■ Assignment
Every line of the material is to be given again exactly.

* * * * *

//! Chord-image references for chart rendering.
//!
//! By default images are linked as `<folder>/<chord>.svg` and the PDF engine
//! resolves them against the base URL. A wrong base URL makes the engine
//! draw nothing, with no error, so [`warn_missing`] checks the files up
//! front and logs each one it cannot find.
//!
//! With [`ChartImages::embed`] set, every image is read here and inlined as a
//! base64 `data:` URI, so the output no longer depends on the base URL.

use crate::config::ChartImages;
use crate::document::ChordChart;
use crate::error::MusError;
use base64::{engine::general_purpose::STANDARD, Engine as _};
use std::collections::HashMap;
use std::path::{Path, PathBuf};
use tracing::{debug, warn};

const SVG_MIME: &str = "image/svg+xml";

/// How `<img src>` values are produced for a chart.
#[derive(Debug, Clone)]
pub enum ImageSources {
    /// Relative paths under the images folder.
    Linked { folder: String, separator: String },
    /// Pre-read data URIs keyed by file name.
    Embedded {
        uris: HashMap<String, String>,
        separator: String,
    },
}

impl ImageSources {
    pub fn linked(images: &ChartImages) -> Self {
        ImageSources::Linked {
            folder: images.folder.clone(),
            separator: images.separator.clone(),
        }
    }

    /// Read every image `chart` uses from `base_url/<folder>` and encode it.
    pub fn embedded(
        chart: &ChordChart,
        images: &ChartImages,
        base_url: &Path,
    ) -> Result<Self, MusError> {
        let mut uris = HashMap::new();
        for file_name in required_files(chart, images) {
            let path = image_path(base_url, images, &file_name);
            let bytes = std::fs::read(&path)
                .map_err(|e| MusError::AssetReadFailed { path: path.clone(), source: e })?;
            let uri = format!("data:{SVG_MIME};base64,{}", STANDARD.encode(&bytes));
            debug!("Embedded {} ({} bytes)", path.display(), bytes.len());
            uris.insert(file_name, uri);
        }
        Ok(ImageSources::Embedded {
            uris,
            separator: images.separator.clone(),
        })
    }

    /// Build the sources `images` asks for.
    pub fn for_chart(
        chart: &ChordChart,
        images: &ChartImages,
        base_url: &Path,
    ) -> Result<Self, MusError> {
        if images.embed {
            Self::embedded(chart, images, base_url)
        } else {
            warn_missing(chart, images, base_url);
            Ok(Self::linked(images))
        }
    }

    pub fn chord_src(&self, chord: &str) -> String {
        self.src(&chord_file(chord))
    }

    pub fn separator_src(&self) -> String {
        match self {
            ImageSources::Linked { separator, .. } | ImageSources::Embedded { separator, .. } => {
                self.src(separator)
            }
        }
    }

    fn src(&self, file_name: &str) -> String {
        match self {
            ImageSources::Linked { folder, .. } => format!("{folder}/{file_name}"),
            ImageSources::Embedded { uris, .. } => uris.get(file_name).cloned().unwrap_or_default(),
        }
    }
}

/// `I` → `I.svg`.
pub fn chord_file(chord: &str) -> String {
    format!("{chord}.svg")
}

fn image_path(base_url: &Path, images: &ChartImages, file_name: &str) -> PathBuf {
    base_url.join(&images.folder).join(file_name)
}

/// Distinct image files a chart references, in first-use order. The
/// separator is included only when some section has two or more chords.
pub fn required_files(chart: &ChordChart, images: &ChartImages) -> Vec<String> {
    let mut files: Vec<String> = Vec::new();
    let mut needs_separator = false;
    for entry in chart.progression() {
        needs_separator |= entry.chords.len() > 1;
        for chord in &entry.chords {
            let file = chord_file(chord);
            if !files.contains(&file) {
                files.push(file);
            }
        }
    }
    if needs_separator && !files.contains(&images.separator) {
        files.push(images.separator.clone());
    }
    files
}

/// Image files the chart references that do not exist under the base URL.
pub fn missing_files(chart: &ChordChart, images: &ChartImages, base_url: &Path) -> Vec<PathBuf> {
    required_files(chart, images)
        .into_iter()
        .map(|f| image_path(base_url, images, &f))
        .filter(|p| !p.is_file())
        .collect()
}

fn warn_missing(chart: &ChordChart, images: &ChartImages, base_url: &Path) {
    for path in missing_files(chart, images, base_url) {
        warn!("Chord image not found, it will render blank: {}", path.display());
    }
}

* * * * *

■ Answer section
//! Chord-image references for chart rendering.
//!
//! By default images are linked as `<folder>/<chord>.svg` and the PDF engine
//! resolves them against the base URL. A wrong base URL makes the engine
//! draw nothing, with no error, so [`warn_missing`] checks the files up
//! front and logs each one it cannot find.
//!
//! With [`ChartImages::embed`] set, every image is read here and inlined as a
//! base64 `data:` URI, so the output no longer depends on the base URL.

use crate::config::ChartImages;
use crate::document::ChordChart;
use crate::error::MusError;
use base64::{engine::general_purpose::STANDARD, Engine as _};
use std::collections::HashMap;
use std::path::{Path, PathBuf};
use tracing::{debug, warn};

const SVG_MIME: &str = "image/svg+xml";

/// How `<img src>` values are produced for a chart.
#[derive(Debug, Clone)]
pub enum ImageSources {
    /// Relative paths under the images folder.
    Linked { folder: String, separator: String },
    /// Pre-read data URIs keyed by file name.
    Embedded {
        uris: HashMap<String, String>,
        separator: String,
    },
}

impl ImageSources {
    pub fn linked(images: &ChartImages) -> Self {
        ImageSources::Linked {
            folder: images.folder.clone(),
            separator: images.separator.clone(),
        }
    }

    /// Read every image `chart` uses from `base_url/<folder>` and encode it.
    pub fn embedded(
        chart: &ChordChart,
        images: &ChartImages,
        base_url: &Path,
    ) -> Result<Self, MusError> {
        let mut uris = HashMap::new();
        for file_name in required_files(chart, images) {
            let path = image_path(base_url, images, &file_name);
            let bytes = std::fs::read(&path)
                .map_err(|e| MusError::AssetReadFailed { path: path.clone(), source: e })?;
            let uri = format!("data:{SVG_MIME};base64,{}", STANDARD.encode(&bytes));
            debug!("Embedded {} ({} bytes)", path.display(), bytes.len());
            uris.insert(file_name, uri);
        }
        Ok(ImageSources::Embedded {
            uris,
            separator: images.separator.clone(),
        })
    }

    /// Build the sources `images` asks for.
    pub fn for_chart(
        chart: &ChordChart,
        images: &ChartImages,
        base_url: &Path,
    ) -> Result<Self, MusError> {
        if images.embed {
            Self::embedded(chart, images, base_url)
        } else {
            warn_missing(chart, images, base_url);
            Ok(Self::linked(images))
        }
    }

    pub fn chord_src(&self, chord: &str) -> String {
        self.src(&chord_file(chord))
    }

    pub fn separator_src(&self) -> String {
        match self {
            ImageSources::Linked { separator, .. } | ImageSources::Embedded { separator, .. } => {
                self.src(separator)
            }
        }
    }

    fn src(&self, file_name: &str) -> String {
        match self {
            ImageSources::Linked { folder, .. } => format!("{folder}/{file_name}"),
            ImageSources::Embedded { uris, .. } => uris.get(file_name).cloned().unwrap_or_default(),
        }
    }
}

/// `I` → `I.svg`.
pub fn chord_file(chord: &str) -> String {
    format!("{chord}.svg")
}

fn image_path(base_url: &Path, images: &ChartImages, file_name: &str) -> PathBuf {
    base_url.join(&images.folder).join(file_name)
}

/// Distinct image files a chart references, in first-use order. The
/// separator is included only when some section has two or more chords.
pub fn required_files(chart: &ChordChart, images: &ChartImages) -> Vec<String> {
    let mut files: Vec<String> = Vec::new();
    let mut needs_separator = false;
    for entry in chart.progression() {
        needs_separator |= entry.chords.len() > 1;
        for chord in &entry.chords {
            let file = chord_file(chord);
            if !files.contains(&file) {
                files.push(file);
            }
        }
    }
    if needs_separator && !files.contains(&images.separator) {
        files.push(images.separator.clone());
    }
    files
}

/// Image files the chart references that do not exist under the base URL.
pub fn missing_files(chart: &ChordChart, images: &ChartImages, base_url: &Path) -> Vec<PathBuf> {
    required_files(chart, images)
        .into_iter()
        .map(|f| image_path(base_url, images, &f))
        .filter(|p| !p.is_file())
        .collect()
}

fn warn_missing(chart: &ChordChart, images: &ChartImages, base_url: &Path) {
    for path in missing_files(chart, images, base_url) {
        warn!("Chord image not found, it will render blank: {}", path.display());
    }
}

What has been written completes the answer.